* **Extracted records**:
::::

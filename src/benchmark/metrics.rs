//! Per-request outcomes and latency statistics
//!
//! Latency statistics only cover successful requests. Failed calls are
//! counted in [`ErrorStats`] but their latencies never reach min/max/avg or
//! the percentiles.

use serde::{Deserialize, Serialize};
use std::collections::BTreeMap;

/// Why a request did not succeed
#[derive(Clone, Copy, Debug, Default, PartialEq, Eq, Hash, Serialize, Deserialize)]
#[serde(rename_all = "camelCase")]
pub enum ErrorKind {
    /// Request succeeded
    #[default]
    None,
    /// No complete response within the per-request timeout
    Timeout,
    /// Non-200 status, JSON-RPC error, or unusable body
    HttpError,
    /// Connection-level failure before any status
    NetworkError,
}

/// Outcome of one JSON-RPC call
#[derive(Clone, Debug, PartialEq, Serialize, Deserialize)]
#[serde(rename_all = "camelCase")]
pub struct RequestOutcome {
    /// 1-based dispatch sequence, also used as the JSON-RPC id
    pub index: u64,
    /// 1-based batch the request belonged to
    pub batch: u32,
    /// Dispatch to response (or failure) in milliseconds
    pub latency_ms: f64,
    pub success: bool,
    pub http_status: Option<u16>,
    pub error_kind: ErrorKind,
}

impl RequestOutcome {
    /// Successful call
    pub fn success(index: u64, batch: u32, latency_ms: f64) -> Self {
        Self {
            index,
            batch,
            latency_ms,
            success: true,
            http_status: Some(200),
            error_kind: ErrorKind::None,
        }
    }

    /// Failed call
    pub fn failure(
        index: u64,
        batch: u32,
        latency_ms: f64,
        http_status: Option<u16>,
        error_kind: ErrorKind,
    ) -> Self {
        Self {
            index,
            batch,
            latency_ms,
            success: false,
            http_status,
            error_kind,
        }
    }
}

/// Latency percentiles (p50, p90, p95, p99)
#[derive(Clone, Debug, Default, PartialEq, Serialize, Deserialize)]
pub struct Percentiles {
    /// 50th percentile (median)
    pub p50: f64,
    /// 90th percentile
    pub p90: f64,
    /// 95th percentile
    pub p95: f64,
    /// 99th percentile
    pub p99: f64,
}

impl Percentiles {
    /// Calculate percentiles from ascending latencies (in milliseconds)
    pub fn from_sorted(latencies: &[f64]) -> Self {
        if latencies.is_empty() {
            return Self::default();
        }

        Self {
            p50: percentile(latencies, 50.0),
            p90: percentile(latencies, 90.0),
            p95: percentile(latencies, 95.0),
            p99: percentile(latencies, 99.0),
        }
    }
}

/// Nearest-rank percentile: index = ceil(p * n / 100) - 1, clamped to the slice
pub fn percentile(sorted: &[f64], p: f64) -> f64 {
    if sorted.is_empty() {
        return 0.0;
    }

    let n = sorted.len();
    let rank = (p * n as f64 / 100.0).ceil() as usize;
    let idx = rank.saturating_sub(1).min(n - 1);
    sorted[idx]
}

/// Latency statistics over successful requests
#[derive(Clone, Debug, Default, PartialEq, Serialize, Deserialize)]
pub struct LatencyStats {
    /// Minimum latency in milliseconds
    pub min: f64,
    /// Maximum latency in milliseconds
    pub max: f64,
    /// Mean latency in milliseconds
    pub avg: f64,
    /// Latency percentiles
    #[serde(flatten)]
    pub percentiles: Percentiles,
    /// Number of samples the statistics cover
    pub samples: usize,
}

impl LatencyStats {
    /// Calculate statistics from latency samples (in milliseconds).
    ///
    /// No samples yields all-zero statistics.
    pub fn from_samples(samples: &[f64]) -> Self {
        if samples.is_empty() {
            return Self::default();
        }

        let mut sorted = samples.to_vec();
        sorted.sort_by(|a, b| a.total_cmp(b));

        let min = sorted[0];
        let max = sorted[sorted.len() - 1];
        let sum: f64 = sorted.iter().sum();
        let avg = sum / sorted.len() as f64;

        Self {
            min,
            max,
            avg,
            percentiles: Percentiles::from_sorted(&sorted),
            samples: sorted.len(),
        }
    }

    /// Format as summary string
    pub fn format_summary(&self) -> String {
        format!(
            "min={:.2}ms avg={:.2}ms max={:.2}ms p90={:.2}ms p95={:.2}ms p99={:.2}ms",
            self.min,
            self.avg,
            self.max,
            self.percentiles.p90,
            self.percentiles.p95,
            self.percentiles.p99
        )
    }
}

/// Error statistics
#[derive(Clone, Debug, Default, PartialEq, Serialize, Deserialize)]
#[serde(rename_all = "camelCase")]
pub struct ErrorStats {
    /// Timed out requests
    pub timeout: u64,
    /// Non-200 status or JSON-RPC error
    pub http_error: u64,
    /// Connection failures
    pub network_error: u64,
    /// Failed requests per non-200 status code
    pub status_codes: BTreeMap<u16, u64>,
}

impl ErrorStats {
    /// Total error count
    pub fn total(&self) -> u64 {
        self.timeout + self.http_error + self.network_error
    }

    /// Record a failed outcome; successes are ignored
    pub fn record(&mut self, outcome: &RequestOutcome) {
        if outcome.success {
            return;
        }

        match outcome.error_kind {
            ErrorKind::Timeout => self.timeout += 1,
            ErrorKind::NetworkError => self.network_error += 1,
            // A failure without a kind still counts against the endpoint.
            ErrorKind::HttpError | ErrorKind::None => self.http_error += 1,
        }

        // JSON-RPC errors arrive with 200 and are only counted as httpError.
        if let Some(code) = outcome.http_status.filter(|code| *code != 200) {
            *self.status_codes.entry(code).or_insert(0) += 1;
        }
    }
}

/// Aggregated metrics for one run
#[derive(Clone, Debug, Default, PartialEq)]
pub struct Metrics {
    pub total_requests: u64,
    pub success_count: u64,
    pub latency: LatencyStats,
    pub errors: ErrorStats,
}

impl Metrics {
    pub fn error_count(&self) -> u64 {
        self.total_requests - self.success_count
    }

    /// Error percentage (0-100)
    pub fn error_rate(&self) -> f64 {
        if self.total_requests == 0 {
            0.0
        } else {
            self.error_count() as f64 / self.total_requests as f64 * 100.0
        }
    }
}

/// Outcome collector for one run
#[derive(Debug, Default)]
pub struct MetricsCollector {
    outcomes: Vec<RequestOutcome>,
    success_latencies: Vec<f64>,
    errors: ErrorStats,
}

impl MetricsCollector {
    /// Create a collector sized for the expected request count
    pub fn with_capacity(capacity: usize) -> Self {
        Self {
            outcomes: Vec::with_capacity(capacity),
            success_latencies: Vec::with_capacity(capacity),
            errors: ErrorStats::default(),
        }
    }

    /// Record a request outcome
    pub fn record(&mut self, outcome: RequestOutcome) {
        if outcome.success {
            self.success_latencies.push(outcome.latency_ms);
        } else {
            self.errors.record(&outcome);
        }
        self.outcomes.push(outcome);
    }

    /// Number of outcomes recorded
    pub fn request_count(&self) -> u64 {
        self.outcomes.len() as u64
    }

    /// Compute metrics without consuming the collector
    pub fn snapshot(&self) -> Metrics {
        Metrics {
            total_requests: self.request_count(),
            success_count: self.success_latencies.len() as u64,
            latency: LatencyStats::from_samples(&self.success_latencies),
            errors: self.errors.clone(),
        }
    }

    /// Finalize into metrics and the outcomes ordered by dispatch index
    pub fn finalize(self) -> (Metrics, Vec<RequestOutcome>) {
        let metrics = self.snapshot();
        let mut outcomes = self.outcomes;
        outcomes.sort_by_key(|o| o.index);
        (metrics, outcomes)
    }
}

::::

Which lines of the records above hold the word "None"? Copy each of them.

    None,
            error_kind: ErrorKind::None,
            ErrorKind::HttpError | ErrorKind::None => self.http_error += 1,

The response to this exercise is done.